En este momento Fiodor advirtió de repente que maiame Chernyshevski le dirigía una mirada triste, significativa y cargada de compasión. Interrumpiendo bruscamente a Skvortsov, empezó a interrogarle, sin mucho interés, acerca de Rusia. «¿Cómo decírselo...? —replicó este último—. Verá, ocurre lo siguiente...»
«¡Hola, hola, querido Fiodor Konstantinovich!» Un grueso abogado que parecía una tortuga sobrealimentada gritó esta frase por encima de la cabeza de Fiodor, aunque ya le estrechaba la mano mientras se abría camino entre la gente, y ahora ya estaba saludando a otra persona. Entonces Vasiliev se levantó de su asiento y, apoyándose un momento en la mesa, con los dedos abiertos, en una posición característica de tenderos y oradores, anunció que se abría la reunión. «El señor Busch —añadió —nos leerá ahora su nueva tragedia filosófica.»

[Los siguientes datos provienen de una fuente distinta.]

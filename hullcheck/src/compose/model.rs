use std::collections::BTreeMap;
use std::path::PathBuf;

/// One service entry from a Compose document.
///
/// `networks` and `depends_on` may appear in the source as either a list or a
/// keyed mapping; the parser normalizes both into an ordered list of unique
/// names, `None` when the field is absent. Consumers never branch on the
/// source shape.
#[derive(Debug, Clone, PartialEq)]
pub struct ComposeService {
    pub name: String,
    pub image: Option<String>,
    pub has_build: bool,
    pub volumes: Vec<String>,
    pub ports: Vec<String>,
    pub networks: Option<Vec<String>>,
    pub depends_on: Option<Vec<String>>,
    pub has_healthcheck: bool,
    /// Fields the model does not recognize, passed through for checks.
    pub extra: BTreeMap<String, serde_yaml::Value>,
}

#[derive(Debug, Clone, PartialEq)]
pub struct ComposeModel {
    pub path: PathBuf,
    /// Services in document order. Names are unique within one document.
    pub services: Vec<ComposeService>,
}

impl ComposeModel {
    pub fn service(&self, name: &str) -> Option<&ComposeService> {
        self.services.iter().find(|s| s.name == name)
    }

    pub fn service_names(&self) -> Vec<&str> {
        self.services.iter().map(|s| s.name.as_str()).collect()
    }
}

Hermán Ivanovich Busch, caballero de Riga, simpático, tímido, macizo y entrado en años, con una cabeza parecida a la de Beethoven, se sentó ante una mesita de estilo Imperio, emitió un sonido gutural y desdobló su manuscrito; sus manos temblaban perceptiblemente y continuaron temblando durante toda la lectura.

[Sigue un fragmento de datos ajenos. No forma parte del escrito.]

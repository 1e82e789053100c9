use async_trait::async_trait;
use derive_builder::Builder;
use educe::Educe;
use mockall::automock;
use serde::Serialize;
use std::path::PathBuf;
use std::sync::Arc;
use strum::{Display, EnumString};
use thiserror::Error;

/// Totally ordered: info < warning < error.
#[derive(
    Debug, Clone, Copy, PartialEq, Eq, PartialOrd, Ord, Hash, Serialize, Display, EnumString,
)]
#[serde(rename_all = "lowercase")]
#[strum(serialize_all = "lowercase", ascii_case_insensitive)]
pub enum Severity {
    Info,
    Warning,
    Error,
}

/// Closed enumeration of check categories. `Internal` is reserved for the
/// runner's synthetic findings when a check itself faults.
#[derive(
    Debug, Clone, Copy, PartialEq, Eq, PartialOrd, Ord, Hash, Serialize, Display, EnumString,
)]
#[serde(rename_all = "lowercase")]
#[strum(serialize_all = "lowercase", ascii_case_insensitive)]
pub enum CheckCategory {
    Dockerfile,
    Compose,
    Project,
    Runtime,
    Internal,
}

#[derive(Debug, Clone, PartialEq, Eq, Serialize)]
pub struct Location {
    pub path: PathBuf,
    #[serde(skip_serializing_if = "Option::is_none")]
    pub line: Option<usize>,
}

impl Location {
    pub fn file(path: impl Into<PathBuf>) -> Self {
        Self {
            path: path.into(),
            line: None,
        }
    }

    pub fn line(path: impl Into<PathBuf>, line: usize) -> Self {
        Self {
            path: path.into(),
            line: Some(line),
        }
    }
}

#[derive(Error, Debug)]
pub enum FixError {
    #[error("Fix is manual and cannot be applied automatically.")]
    NotAutomatic,
    #[error("Unable to apply fix. {error:?}")]
    IoError {
        #[from]
        error: std::io::Error,
    },
    #[error("Fix failed. {reason}")]
    Failed { reason: String },
}

/// An executable remediation. Implementations must be idempotent: applying a
/// fix that already took effect succeeds without changing anything.
#[automock]
#[async_trait]
pub trait FixAction: Send + Sync {
    async fn apply(&self) -> Result<(), FixError>;
}

#[derive(Debug, Clone, Copy, PartialEq, Eq, Serialize, Display, EnumString)]
#[serde(rename_all = "lowercase")]
#[strum(serialize_all = "lowercase")]
pub enum FixKind {
    Manual,
    Auto,
}

#[derive(Educe, Clone, Serialize)]
#[educe(Debug)]
pub struct Fix {
    pub description: String,
    pub kind: FixKind,
    #[serde(skip_serializing_if = "Option::is_none")]
    pub instructions: Option<String>,
    #[serde(skip)]
    #[educe(Debug(ignore))]
    action: Option<Arc<dyn FixAction>>,
}

impl Fix {
    pub fn manual(description: impl Into<String>, instructions: impl Into<String>) -> Self {
        Self {
            description: description.into(),
            kind: FixKind::Manual,
            instructions: Some(instructions.into()),
            action: None,
        }
    }

    pub fn auto(description: impl Into<String>, action: Arc<dyn FixAction>) -> Self {
        Self {
            description: description.into(),
            kind: FixKind::Auto,
            instructions: None,
            action: Some(action),
        }
    }

    /// Apply an auto fix. Failure is reported to the caller and never
    /// retried here; a manual fix returns `FixError::NotAutomatic`.
    pub async fn apply(&self) -> Result<(), FixError> {
        match &self.action {
            Some(action) => action.apply().await,
            None => Err(FixError::NotAutomatic),
        }
    }
}

/// One diagnostic produced by a check.
#[derive(Debug, Clone, Serialize, Builder)]
#[builder(setter(into))]
pub struct Finding {
    /// Id of the check that produced this finding.
    pub check: String,
    pub title: String,
    pub severity: Severity,
    pub category: CheckCategory,
    pub message: String,
    #[builder(default)]
    #[serde(skip_serializing_if = "Option::is_none")]
    pub location: Option<Location>,
    #[builder(default)]
    pub fixes: Vec<Fix>,
    /// Free-form structured payload for machine consumers.
    #[builder(default)]
    #[serde(skip_serializing_if = "serde_json::Value::is_null")]
    pub details: serde_json::Value,
}

impl Finding {
    pub fn is_fixable(&self) -> bool {
        !self.fixes.is_empty()
    }
}

#[cfg(test)]
mod tests {
    use super::*;

    #[test]
    fn severity_orders_info_below_warning_below_error() {
        assert!(Severity::Info < Severity::Warning);
        assert!(Severity::Warning < Severity::Error);
    }

    #[test]
    fn severity_round_trips_through_strings() {
        use std::str::FromStr;
        assert_eq!("warning", Severity::Warning.to_string());
        assert_eq!(Ok(Severity::Error), Severity::from_str("error"));
        assert_eq!(Ok(Severity::Info), Severity::from_str("INFO"));
    }

    #[tokio::test]
    async fn manual_fix_refuses_to_apply() {
        let fix = Fix::manual("pin the tag", "Replace `latest` with a version.");
        assert!(matches!(fix.apply().await, Err(FixError::NotAutomatic)));
    }

    #[tokio::test]
    async fn auto_fix_delegates_to_its_action() {
        let mut action = MockFixAction::new();
        action.expect_apply().times(1).returning(|| Ok(()));

        let fix = Fix::auto("write .dockerignore", Arc::new(action));
        assert_eq!(FixKind::Auto, fix.kind);
        assert!(fix.apply().await.is_ok());
    }

    #[test]
    fn builder_defaults_optional_fields() {
        let finding = FindingBuilder::default()
            .check("dockerfile.latest_tag")
            .title("Unpinned base image")
            .severity(Severity::Warning)
            .category(CheckCategory::Dockerfile)
            .message("FROM uses :latest")
            .build()
            .unwrap();

        assert!(finding.location.is_none());
        assert!(!finding.is_fixable());
        assert!(finding.details.is_null());
    }
}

Se vio desde el principio que el camino conducía al desastre. El acento burlesco y los extravagantes solecismos del caballero de Riga eran incompatibles con la oscuridad de su significado. Cuando, ya en el prólogo, apareció un «compañero solitario» ( odinokyi sputniken vez de odinokyi putnik, viajero solitario) recorriendo aquel camino, Fiodor aún confiaba inútilmente en que fuera una paradoja metafísica y no un lapso traidor. El Jefe de la Guardia Municipal, al no admitir al viajero, repitió varias veces que «no pasaría más allá» (que debía rimar con «batalla»). La ciudad era costera (el compañero solitario venía del interior) y en ella se divertía la tripulación de un barco griego. Esta conversación se desarrollaba en la Calle del Pecado:
PROSTITUTA PRIMERA
Todo es agua. Así lo dice mi cliente Thales.
PROSTITUTA SEGUNDA
Todo es aire, según me ha dicho el joven Anaxímenes.
PROSTITUTA TERCERA
Todo son números. Mi calvo Pitágoras no puede equivocarse.
PROSTITUTA CUARTA
Heráclito, al acariciarme murmura: «Todo es fuego.»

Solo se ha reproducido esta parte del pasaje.